Funding a startup can be a nightmare. Most entrepreneurs I have talked to in Pakistan talk about the trouble they face finding investors or other funding sources. Let’s be honest, you need money to keep your business running. How much money, and how soon you need it, that is the big question. Entrepreneurs have two options: self-funding (bootstrapping) or finding investors. Here’s why you should bootstrap first, instead of looking for investors.
1. Your Focus Shifts to Generating Revenue
When you don’t have a big chunk of change sitting in your bank account, you know you have to focus on generating revenue. You focus a lot more on what your product/service/revenue model is, instead of ain-bain-shaa-ing (explanation to follow) all over the place. You HAVE to build something that sells, and fast.
My definition for “ain-bain-shaa-ing”: Instead of worrying about how you should spend all the money – expanding the team, new office space, new gear for the whole staff – you’re going to have just one focus – make money faster. This means more time spent talking to customers coming up with a final product that works for them. Spending time with the product development team making sure it’s ready to go to market. Creating a marketing plan. All the while, keeping an eye on your funds to make sure you don’t run out mid-way.
Sure, it might be more stressful to know you only have X months of operating expenses in your bank account, but the long-term benefits of this will include: a product that works (and sells), a team that knows how to work under pressure, and a lean approach to spending.
2. You Save Time Otherwise Spent Pitching Investors
Pitching investors is not easy. It takes time and effort. Preparing for the meetings, the actual meetings, the follow-up. This is time that could be spent developing your product, focusing on your customer, and – of course – generating revenue. Once you’re not a seed stage startup anymore, it will actually become easier to find investors (more on that later).
3. You Aren’t Accountable to an Investor
Nothing takes the fun out of running your own business than having to answer to someone else. And that’s what investors are – someone else. Once you take their money, you have to give them an accounting of where – and how – it’s being spent. Depending on the kind of investor you have, you might end up with someone trying to micromanage every thing you do. At the very least, they will have their own ideas of how you can boost sales/revenue or input on product development.

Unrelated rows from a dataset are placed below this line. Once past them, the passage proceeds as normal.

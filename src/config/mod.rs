//! Application Configuration
//!
//! User settings stored in TOML format. Every section falls back to its
//! defaults, so a partial file is valid.

use anyhow::{Context, Result};
use serde::{Deserialize, Serialize};
use std::path::Path;
use std::time::Duration;
use tracing::{debug, info};

use crate::capture::{CaptureConfig, CaptureTarget};
use crate::overlay::OverlayConfig;
use crate::pipeline::AdmissionPolicy;
use crate::translate::TranslationConfig;
use crate::vision::VisionConfig;

/// Name of the configuration file inside the config directory
pub const CONFIG_FILE_NAME: &str = "config.toml";

/// Application settings
#[derive(Debug, Clone, Default, Serialize, Deserialize)]
#[serde(default)]
pub struct AppConfig {
    /// General settings
    pub general: GeneralConfig,
    /// Capture settings
    pub capture: CaptureSettings,
    /// OCR settings
    pub vision: VisionConfig,
    /// Inference settings
    pub translation: TranslationConfig,
    /// Overlay settings
    pub overlay: OverlayConfig,
    /// Service lifecycle settings
    pub service: ServiceSettings,
}

/// General application settings
#[derive(Debug, Clone, Default, Serialize, Deserialize)]
#[serde(default)]
pub struct GeneralConfig {
    /// Target language that takes precedence over the stored preference
    pub target_language: Option<String>,
}

/// Capture-related settings
#[derive(Debug, Clone, Serialize, Deserialize)]
#[serde(default)]
pub struct CaptureSettings {
    /// Monitor index (0 = first enumerated monitor)
    pub monitor: usize,
    /// Maximum capture FPS
    pub max_fps: u32,
    /// Which frames are processed
    pub policy: AdmissionPolicy,
    /// Row alignment in bytes applied to replayed frames
    pub replay_row_alignment: u32,
    /// Restart a replay directory once exhausted
    pub replay_loop: bool,
}

impl Default for CaptureSettings {
    fn default() -> Self {
        Self {
            monitor: 0,
            max_fps: 2,
            policy: AdmissionPolicy::OnDemand,
            replay_row_alignment: 64,
            replay_loop: false,
        }
    }
}

impl CaptureSettings {
    /// Frame source configuration for `target`
    pub fn source_config(&self, target: CaptureTarget) -> CaptureConfig {
        CaptureConfig {
            target,
            max_fps: self.max_fps,
            replay_row_alignment: self.replay_row_alignment,
            replay_loop: self.replay_loop,
        }
    }
}

/// Service lifecycle settings
#[derive(Debug, Clone, Serialize, Deserialize)]
#[serde(default)]
pub struct ServiceSettings {
    /// How long stop waits for in-flight work before giving up
    pub shutdown_timeout_ms: u64,
}

impl Default for ServiceSettings {
    fn default() -> Self {
        Self {
            shutdown_timeout_ms: 3000,
        }
    }
}

impl ServiceSettings {
    pub fn shutdown_timeout(&self) -> Duration {
        Duration::from_millis(self.shutdown_timeout_ms)
    }
}

/// Load configuration from file
pub fn load_config(path: &Path) -> Result<AppConfig> {
    let content = std::fs::read_to_string(path)?;
    let config: AppConfig = toml::from_str(&content)?;
    Ok(config)
}

/// Save configuration to file
pub fn save_config(config: &AppConfig, path: &Path) -> Result<()> {
    let content = toml::to_string_pretty(config)?;
    std::fs::write(path, content)?;
    Ok(())
}

/// Load `config.toml` from `dir`, or defaults when there is none
pub fn load_or_default(dir: &Path) -> Result<AppConfig> {
    let path = dir.join(CONFIG_FILE_NAME);
    if !path.exists() {
        debug!("No configuration at {:?}, using defaults", path);
        return Ok(AppConfig::default());
    }
    let config = load_config(&path).with_context(|| format!("Invalid configuration file {:?}", path))?;
    info!("Loaded configuration from {:?}", path);
    Ok(config)
}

5. You Have More Leverage When you Eventually Look for Funding
Consider two scenarios:
A: You’re a seed stage startup. You have a great idea. No final product and no customers. You’re looking for investors.
B: You’ve bootstrapped. You’ve got 1000 customers and a final product. Again, you’re looking for investors.
In the first scenario, you can absolutely find investors. It might take a lot more time and effort, because they would be investing based on your prior experience, idea and team. There really is no “real” data to back their investment on, right?
In the second scenario, they know your product works. You have the customers to prove it. You just need an investment to go from 1000 customers to 100,000. There is clear data and projections for revenue to base an investment decision on.
There are plenty of arguments why you should keep going after investors in your initial stages, and obviously plenty for bootstrapping as well. Eventually it will come down to what works for you.